Interleukin-6 Is a Promising Marker of COVID-19 in Children: A Case Series of 2 Brothers with Severe COVID-19 Pneumonia
- Autori: Maggio, Maria Cristina; Failla, Maria Concetta; Giordano, Salvatore; La Manna, Marco Pio; Sireci, Guido
- Anno di pubblicazione: 2022
- Tipologia: Articolo in rivista
- OA Link: http://hdl.handle.net/10447/567629
Abstract
BACKGROUND To date, Coronavirus disease 2019 (COVID-19) remains a global health concern, with fatalities mostly in older age groups with underlying medical conditions, while children are less likely to manifest severe symptoms. CASE REPORT We describe the clinical cases of 2 brothers admitted to our Children's Hospital for persistent fever and cough during the COVID-19 pandemic.
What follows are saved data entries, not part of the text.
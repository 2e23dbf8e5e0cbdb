//! # xctr - Resumable DeepL Translation for Xcode String Catalogs
//!
//! `xctr` fills in missing translations of a `Localizable.xcstrings` catalog
//! using the DeepL API. Work is sent in batches and every finished batch is
//! saved to a progress file next to the catalog, so an interrupted run picks
//! up where it stopped.
//!
//! ## Features
//!
//! - **Resumable runs**: Progress survives Ctrl+C, quota errors, and crashes
//! - **Failure recovery**: Rate limits wait and retry, other failures ask what to do
//! - **Format preserving**: The catalog is rewritten in Xcode's own layout
//! - **Formality**: Pick a tone for languages DeepL supports it for
//!
//! ## Quick Start
//!
//! ```bash
//! # Pick a catalog and language interactively
//! xctr
//!
//! # Translate a specific catalog into German
//! xctr --to de App/Localizable.xcstrings
//!
//! # Show completion per language
//! xctr status
//! ```
//!
//! ## Configuration
//!
//! Settings are stored in `~/.config/xctr/config.toml`:
//!
//! ```toml
//! [xctr]
//! api_key_env = "DEEPL_AUTH_KEY"
//! batch_size = 20
//! formality = "prefer_less"
//! ```

/// String catalog model, statistics, and Xcode-style serialization.
pub mod catalog;

/// Command-line interface definitions and handlers.
pub mod cli;

/// Configuration file management and setting resolution.
pub mod config;

/// Batch scheduling, failure recovery, progress persistence, and merging.
pub mod engine;

/// File system utilities.
pub mod fs;

/// Global output configuration (quiet mode, colors, stderr/stdout routing).
pub mod output;

/// XDG-style path utilities for configuration.
pub mod paths;

/// DeepL client and language capabilities.
pub mod translation;

/// Terminal UI components (spinner, progress bar, prompts, colors).
pub mod ui;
Case 1. A 1.5-year-old boy had fever, expiratory dyspnea, desaturation, oxygen saturation 94-96% with O2, and bilateral hissing and crackling rales. His interleukin-6 level in the acute phase of the disease was 100.41 and at the resolution it was 46.2 pg/ml. Treatment with amoxicillin plus clavulanic acid, methylprednisolone, and O2 allowed progressive improvement of clinical conditions and laboratory data. Case 2. A 3-month-old toddler was admitted to our hospital for fever, cough, and tachypnea, which started 2 days before hospitalization. He had fever, cough, conjunctivitis, mucous rhinorrhea, and 99% oxygen saturation on room air. Thorax auscultation showed whistles and buzzes. He had a positive molecular test result from a COVID-19 swab. Interleukin-6 levels during all the phases of the disease were <6.25 pg/ml. The chest X-ray was normal. Treatment with azithromycin and methylprednisolone was followed by progressive improvement of clinical conditions. CONCLUSIONS These cases support the strong correlation between interleukin-6 levels and severe clinical manifestations such as COVID-19 pneumonia, and this marker predicts a more severe clinical outcome in children. Testing serum levels of interleukin-6 in children with COVID-19 could be useful to better understand the outcome of lung damage.